Speziell geschulte Moderatoren aus den Reihen des Personalmanagements
sind heute in der Lage, die Mitarbeiterversammlungen selbst zu konzipieren,
durchzuführen und zu leiten. „Dies hat den Vorteil“,
erklärt Klaus-Dieter Josel, „dass die Moderatoren die
internen Zusammenhänge kennen und problemlos von Mitarbeitern
und Führungskräften akzeptiert werden. Außerdem
befähigt uns der firmeninterne Kompetenzpool, den Prozess auch
ohne das Beratungsunternehmen weiter voran zu treiben.“ Damit
bringt er eines der Prinzipien des eurosysteams auf den Punkt: Hilfe
zur Selbsthilfe prägte den gesamten Prozess. An keiner Stelle
wurde etwas von oben aufgedrückt, alle Maßnahmen und
Entscheidungen wurden im Team, also aus dem Unternehmen heraus,
getroffen.
Jeder Veränderungsmanagement-Prozess kann nur funktionieren,
wenn Informationen erfolgreich transportiert werden, wenn also die
Kommunikation nach innen und außen stimmt. Zusätzlich
zum bestehenden Organ „BahnZeit“ entstanden bei der
DB Regio Bayern neue Informationskanäle:
- individuelle Newsletter der einzelnen Verkehrsbetriebe
- Newsletter für die Führungskräfte
- Mitarbeiterbriefe
- Imagebroschüren
- Informationsangebote im Intranet
Und zu guter Letzt: der Veränderungsleitfaden, die Dokumentation
des gesamten Prozesses. Ein solches Handbuch ist von nicht unwesentlicher
Bedeutung, weiß Dr. Gerhard Lenz eurosysteam: „Mangelnde
Dokumentation der geleisteten Arbeit ist ein häufiger Fehler.

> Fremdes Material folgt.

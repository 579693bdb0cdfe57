//! Millisecond clocks for the saturation-notice throttle.

use std::sync::atomic::{AtomicU64, Ordering};
use std::sync::Arc;
use std::time::Instant;

/// Clock abstraction so timing can be faked in tests.
pub trait Clock: Send + Sync + std::fmt::Debug {
    fn now_millis(&self) -> u64;
}

/// Monotonic clock backed by `Instant::now()`, counting from construction.
#[derive(Debug, Clone)]
pub struct MonotonicClock {
    start: Instant,
}

impl Default for MonotonicClock {
    fn default() -> Self {
        Self { start: Instant::now() }
    }
}

impl Clock for MonotonicClock {
    fn now_millis(&self) -> u64 {
        u64::try_from(self.start.elapsed().as_millis()).unwrap_or(u64::MAX)
    }
}

/// Hand-driven clock for tests. Clones share the same time.
#[derive(Debug, Clone, Default)]
pub struct ManualClock {
    now: Arc<AtomicU64>,
}

impl ManualClock {
    pub fn new() -> Self {
        Self::default()
    }

    /// Move time forward by `millis`.
    pub fn advance(&self, millis: u64) {
        self.now.fetch_add(millis, Ordering::SeqCst);
    }

    pub fn set(&self, millis: u64) {
        self.now.store(millis, Ordering::SeqCst);
    }
}

impl Clock for ManualClock {
    fn now_millis(&self) -> u64 {
        self.now.load(Ordering::SeqCst)
    }
}
//! Retry/backoff controller for upstream calls.
//!
//! Semantics:
//! - `max_retries` counts re-attempts after the first try, so an always-failing call runs
//!   `max_retries + 1` times.
//! - A transport error (`Err`) or a response whose status is in the retryable set is transient.
//!   Everything else (2xx, 3xx, non-retryable 4xx) returns after one attempt.
//! - Before retry `n` (zero-based) the controller sleeps `base * 2^n` plus jitter.
//! - When retries run out the last outcome is returned as-is: a retryable *response* comes back
//!   as `Ok(response)`, a transport failure as `Err(error)`.
//!
//! ```rust
//! use std::time::Duration;
//! use tollgate::{Backoff, InstantSleeper, Jitter, RetryPolicy};
//!
//! # tokio::runtime::Runtime::new().unwrap().block_on(async {
//! let policy = RetryPolicy::builder()
//!     .max_retries(2)
//!     .backoff(Backoff::exponential(Duration::from_millis(100)))
//!     .with_jitter(Jitter::None)
//!     .with_sleeper(InstantSleeper)
//!     .build();
//! let status: Result<u16, std::io::Error> = policy.run(|| async { Ok(503u16) }).await;
//! assert_eq!(status.unwrap(), 503);
//! # });
//! ```

use crate::config::RegulatorConfig;
use crate::telemetry::{emit_best_effort, NullSink, RegulatorEvent, TelemetrySink};
use crate::{Backoff, Jitter, Sleeper, TokioSleeper};
use std::collections::BTreeSet;
use std::future::Future;
use std::sync::Arc;
use std::time::Duration;

/// Anything carrying an HTTP status code.
pub trait UpstreamResponse {
    fn status(&self) -> u16;
}

impl UpstreamResponse for u16 {
    fn status(&self) -> u16 {
        *self
    }
}

/// Retry policy combining status classification, backoff, jitter and a sleeper.
#[derive(Clone)]
pub struct RetryPolicy {
    max_retries: u32,
    backoff: Backoff,
    jitter: Jitter,
    retryable: Arc<BTreeSet<u16>>,
    sleeper: Arc<dyn Sleeper>,
}

impl std::fmt::Debug for RetryPolicy {
    fn fmt(&self, f: &mut std::fmt::Formatter<'_>) -> std::fmt::Result {
        f.debug_struct("RetryPolicy")
            .field("max_retries", &self.max_retries)
            .field("backoff", &self.backoff)
            .field("jitter", &self.jitter)
            .field("retryable", &self.retryable)
            .field("sleeper", &"<sleeper>")
            .finish()
    }
}

impl RetryPolicy {
    pub fn builder() -> RetryPolicyBuilder {
        RetryPolicyBuilder::new()
    }

    /// Policy matching the backoff fields of a regulator config.
    pub fn from_config(config: &RegulatorConfig) -> Self {
        RetryPolicyBuilder::from_config(config).build()
    }

    pub fn max_retries(&self) -> u32 {
        self.max_retries
    }

    pub fn is_retryable(&self, status: u16) -> bool {
        self.retryable.contains(&status)
    }

    /// Delay before retry `retry` (zero-based), jitter included.
    pub fn delay_for(&self, retry: u32) -> Duration {
        self.jitter.apply(self.backoff.delay(retry))
    }

    /// Run `operation` with retries, without telemetry.
    pub async fn run<R, E, Fut, Op>(&self, operation: Op) -> Result<R, E>
    where
        R: UpstreamResponse + Send,
        E: Send,
        Fut: Future<Output = Result<R, E>> + Send,
        Op: FnMut() -> Fut + Send,
    {
        self.run_with_sink(operation, &NullSink).await
    }

    /// Run `operation` with retries, reporting each retry and exhaustion to `sink`.
    pub async fn run_with_sink<R, E, Fut, Op, S>(&self, mut operation: Op, sink: &S) -> Result<R, E>
    where
        R: UpstreamResponse + Send,
        E: Send,
        Fut: Future<Output = Result<R, E>> + Send,
        Op: FnMut() -> Fut + Send,
        S: TelemetrySink,
    {
        let mut attempt: u32 = 0;
        loop {
            let outcome = operation().await;
            let status = outcome.as_ref().ok().map(|response| response.status());
            if status.is_some_and(|s| !self.is_retryable(s)) {
                return outcome;
            }

            if attempt >= self.max_retries {
                tracing::debug!(attempts = attempt + 1, ?status, "retries exhausted");
                emit_best_effort(
                    sink.clone(),
                    RegulatorEvent::RetryExhausted { attempts: attempt + 1, status },
                )
                .await;
                return outcome;
            }
            drop(outcome);

            let delay = self.delay_for(attempt);
            attempt += 1;
            tracing::debug!(attempt, ?delay, ?status, "retrying upstream call");
            emit_best_effort(sink.clone(), RegulatorEvent::RetryAttempt { attempt, delay, status })
                .await;
            self.sleeper.sleep(delay).await;
        }
    }
}

/// Builder for [`RetryPolicy`].
pub struct RetryPolicyBuilder {
    max_retries: u32,
    backoff: Backoff,
    jitter: Jitter,
    retryable: BTreeSet<u16>,
    sleeper: Arc<dyn Sleeper>,
}

impl RetryPolicyBuilder {
    /// Defaults mirror [`RegulatorConfig::default`].
    pub fn new() -> Self {
        Self::from_config(&RegulatorConfig::default())
    }

    /// Start from the backoff fields of `config`.
    pub fn from_config(config: &RegulatorConfig) -> Self {
        Self {
            max_retries: config.max_retries(),
            backoff: Backoff::exponential(config.base_delay()),
            jitter: Jitter::additive(config.jitter()),
            retryable: config.retryable_statuses().clone(),
            sleeper: Arc::new(TokioSleeper),
        }
    }

    pub fn max_retries(mut self, retries: u32) -> Self {
        self.max_retries = retries;
        self
    }

    pub fn backoff(mut self, backoff: Backoff) -> Self {
        self.backoff = backoff;
        self
    }

    pub fn with_jitter(mut self, jitter: Jitter) -> Self {
        self.jitter = jitter;
        self
    }

    pub fn retryable_statuses<I>(mut self, statuses: I) -> Self
    where
        I: IntoIterator<Item = u16>,
    {
        self.retryable = statuses.into_iter().collect();
        self
    }

    pub fn with_sleeper<S>(mut self, sleeper: S) -> Self
    where
        S: Sleeper + 'static,
    {
        self.sleeper = Arc::new(sleeper);
        self
    }

    pub(crate) fn with_shared_sleeper(mut self, sleeper: Arc<dyn Sleeper>) -> Self {
        self.sleeper = sleeper;
        self
    }

    pub fn build(self) -> RetryPolicy {
        RetryPolicy {
            max_retries: self.max_retries,
            backoff: self.backoff,
            jitter: self.jitter,
            retryable: Arc::new(self.retryable),
            sleeper: self.sleeper,
        }
    }
}

impl Default for RetryPolicyBuilder {
    fn default() -> Self {
        Self::new()
    }
}
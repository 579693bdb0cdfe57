//! Tower middleware that sends every call of a service through a [`Regulator`].
//!
//! This is the "install" hook: wrap the service that performs upstream calls once, and every
//! request is classified by its [`Target`]. Unregulated requests pass straight through.
//!
//! ```rust
//! use tollgate::{RegulatedRequest, Regulator, RegulatorConfig, Target};
//! use tower::{service_fn, ServiceBuilder, ServiceExt};
//!
//! #[derive(Clone)]
//! struct Hook { url: &'static str }
//!
//! impl RegulatedRequest for Hook {
//!     fn target(&self) -> Target {
//!         Target::from_url(self.url).unwrap_or_else(|| Target::new("", self.url))
//!     }
//! }
//!
//! # #[tokio::main]
//! # async fn main() {
//! let config = RegulatorConfig::builder().regulate_host("hooks.example.com").build().unwrap();
//! let regulator = Regulator::new(config);
//! let svc = ServiceBuilder::new()
//!     .layer(regulator.install())
//!     .service(service_fn(|_req: Hook| async { Ok::<u16, std::io::Error>(200) }));
//! let status = svc.oneshot(Hook { url: "https://hooks.example.com/catch/1" }).await.unwrap();
//! assert_eq!(status, 200);
//! # }
//! ```

use crate::classifier::Target;
use crate::error::RegulatorError;
use crate::retry::UpstreamResponse;
use crate::telemetry::TelemetrySink;
use crate::Regulator;
use futures::future::BoxFuture;
use std::task::{Context, Poll};
use tower::ServiceExt;
use tower_layer::Layer;
use tower_service::Service;

/// A request that knows where it is going.
pub trait RegulatedRequest {
    fn target(&self) -> Target;
}

/// Layer produced by [`Regulator::install`]. Clones share the regulator.
#[derive(Clone, Debug)]
pub struct RegulatorLayer<S> {
    regulator: Regulator<S>,
}

impl<S> RegulatorLayer<S> {
    pub fn new(regulator: Regulator<S>) -> Self {
        Self { regulator }
    }
}

impl<Svc, S> Layer<Svc> for RegulatorLayer<S> {
    type Service = RegulatorService<Svc, S>;

    fn layer(&self, service: Svc) -> Self::Service {
        RegulatorService { inner: service, regulator: self.regulator.clone() }
    }
}

/// Service produced by [`RegulatorLayer`].
///
/// Each attempt runs on a fresh clone of the inner service driven to readiness with `oneshot`,
/// so `poll_ready` here is always ready.
#[derive(Clone, Debug)]
pub struct RegulatorService<Svc, S> {
    inner: Svc,
    regulator: Regulator<S>,
}

impl<Svc, S, Req> Service<Req> for RegulatorService<Svc, S>
where
    Req: RegulatedRequest + Clone + Send + 'static,
    Svc: Service<Req> + Clone + Send + 'static,
    Svc::Response: UpstreamResponse + Send + 'static,
    Svc::Error: Send + 'static,
    Svc::Future: Send + 'static,
    S: TelemetrySink,
{
    type Response = Svc::Response;
    type Error = RegulatorError<Svc::Error>;
    type Future = BoxFuture<'static, Result<Self::Response, Self::Error>>;

    fn poll_ready(&mut self, _cx: &mut Context<'_>) -> Poll<Result<(), Self::Error>> {
        Poll::Ready(Ok(()))
    }

    fn call(&mut self, req: Req) -> Self::Future {
        let regulator = self.regulator.clone();
        let inner = self.inner.clone();
        Box::pin(async move {
            let target = req.target();
            regulator.execute(&target, move || inner.clone().oneshot(req.clone())).await
        })
    }
}
//! Process-lifetime counters and the throttled saturation notice.

use std::sync::atomic::{AtomicU64, Ordering};
use std::time::Duration;

const NEVER: u64 = u64::MAX;

/// Monotonic counters shared by every handle of one regulator. Reset only by process restart.
#[derive(Debug)]
pub struct RegulatorMetrics {
    enqueued: AtomicU64,
    dequeued: AtomicU64,
    bypassed: AtomicU64,
    admitted: AtomicU64,
    rejected: AtomicU64,
    cancelled: AtomicU64,
    ticks: AtomicU64,
    last_notice_ms: AtomicU64,
}

/// Point-in-time view of the counters plus live bucket/queue state.
#[derive(Debug, Clone, Copy, Default, PartialEq, Eq)]
pub struct MetricsSnapshot {
    pub enqueued: u64,
    pub dequeued: u64,
    pub bypassed: u64,
    pub admitted: u64,
    pub rejected: u64,
    pub cancelled: u64,
    pub ticks: u64,
    pub queue_length: usize,
    pub tokens_available: u32,
}

impl Default for RegulatorMetrics {
    fn default() -> Self {
        Self {
            enqueued: AtomicU64::new(0),
            dequeued: AtomicU64::new(0),
            bypassed: AtomicU64::new(0),
            admitted: AtomicU64::new(0),
            rejected: AtomicU64::new(0),
            cancelled: AtomicU64::new(0),
            ticks: AtomicU64::new(0),
            last_notice_ms: AtomicU64::new(NEVER),
        }
    }
}

impl RegulatorMetrics {
    pub(crate) fn record_enqueued(&self) {
        self.enqueued.fetch_add(1, Ordering::Relaxed);
    }

    pub(crate) fn record_dequeued(&self, n: usize) {
        self.dequeued.fetch_add(n as u64, Ordering::Relaxed);
    }

    pub(crate) fn record_bypassed(&self) {
        self.bypassed.fetch_add(1, Ordering::Relaxed);
    }

    pub(crate) fn record_admitted(&self) {
        self.admitted.fetch_add(1, Ordering::Relaxed);
    }

    pub(crate) fn record_rejected(&self) {
        self.rejected.fetch_add(1, Ordering::Relaxed);
    }

    pub(crate) fn record_cancelled(&self, n: usize) {
        self.cancelled.fetch_add(n as u64, Ordering::Relaxed);
    }

    pub(crate) fn record_tick(&self) {
        self.ticks.fetch_add(1, Ordering::Relaxed);
    }

    /// Whether a saturation notice is due.
    ///
    /// True when `queue_length >= threshold` and no notice went out in the last `interval`
    /// (or ever). Claims the slot atomically, so concurrent callers emit at most one notice.
    pub(crate) fn claim_notice(
        &self,
        queue_length: usize,
        threshold: usize,
        interval: Duration,
        now_ms: u64,
    ) -> bool {
        if queue_length < threshold {
            return false;
        }
        let interval_ms = u64::try_from(interval.as_millis()).unwrap_or(u64::MAX);
        let last = self.last_notice_ms.load(Ordering::Acquire);
        if last != NEVER && now_ms.saturating_sub(last) < interval_ms {
            return false;
        }
        self.last_notice_ms
            .compare_exchange(last, now_ms, Ordering::AcqRel, Ordering::Acquire)
            .is_ok()
    }

    /// Snapshot the counters; live fields are filled in by the caller.
    pub fn snapshot(&self) -> MetricsSnapshot {
        MetricsSnapshot {
            enqueued: self.enqueued.load(Ordering::Relaxed),
            dequeued: self.dequeued.load(Ordering::Relaxed),
            bypassed: self.bypassed.load(Ordering::Relaxed),
            admitted: self.admitted.load(Ordering::Relaxed),
            rejected: self.rejected.load(Ordering::Relaxed),
            cancelled: self.cancelled.load(Ordering::Relaxed),
            ticks: self.ticks.load(Ordering::Relaxed),
            queue_length: 0,
            tokens_available: 0,
        }
    }
}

Vor allem zu Beginn neuer Projekte wird viel diskutiert, es entwickeln
sich gute Ideen, doch kaum etwas wird schriftlich fixiert. Einige
Zeit später ist möglicherweise gutes Potenzial wieder
verloren. Außerdem können im Fall DB Regio auch andere
Regionen von diesem Leitfaden profitieren.“
Erfolg motiviert
In nur einem Jahr wurde erreicht, dass alle Beteiligten den gesamten
Veränderungsprozess akzeptieren. Eine offene Unternehmenskultur
wird gelebt. Die Mitarbeiter bestätigen einen deutlich besseren
Informationsfluss, die Führungskräfte seien besser erreichbar
und spürbar geschult. Handlungs- und Entscheidungsfreiräume
innerhalb einer schlanken Organisation schaffen kürzere Bearbeitungswege
und optimierte Arbeitsabläufe. Die Zusammenarbeit nach innen
und außen hat sich nachhaltig verbessert. Die Effekte: zufriedenere
Kunden, reduzierte Kosten und ein hohes Verantwortungsbewusstsein
bei allen Mitarbeitern. Doch bei der DB Regio Bayern will man sich
keinesfalls auf dem Erreichten ausruhen. Führungsverantwortung
und Mitarbeiterbeteiligung sollen noch weiter gestärkt werden.
„Der Wandel geht weiter“, resümiert Josel zufrieden
„und das Wir-Gefühl wird weiter wachsen.“
„Wenn der Wind der Veränderung weht, bauen die einen
Windmühlen, die anderen Mauern“, sagt ein chinesisches
Sprichwort. In München waren es Windmühlen. Der einjährige
Change-Management-Prozess hat die DB Regio AG Region Bayern ihren
Unternehmenszielen einen wesentlichen Schritt näher gebracht
und wurde jetzt sogar prämiert: In der Kategorie Mitarbeiterführung
erhielt das Team der Regionalleitung für das Management des
umfangreichen Veränderungsprozesses nun den BahnAward „Die
Besten der Bahn“. Mit diesem Preis würdigt die Bahn besonders
herausragende Leistungen. Ein Grund zum Feiern. Und zum Weitermachen.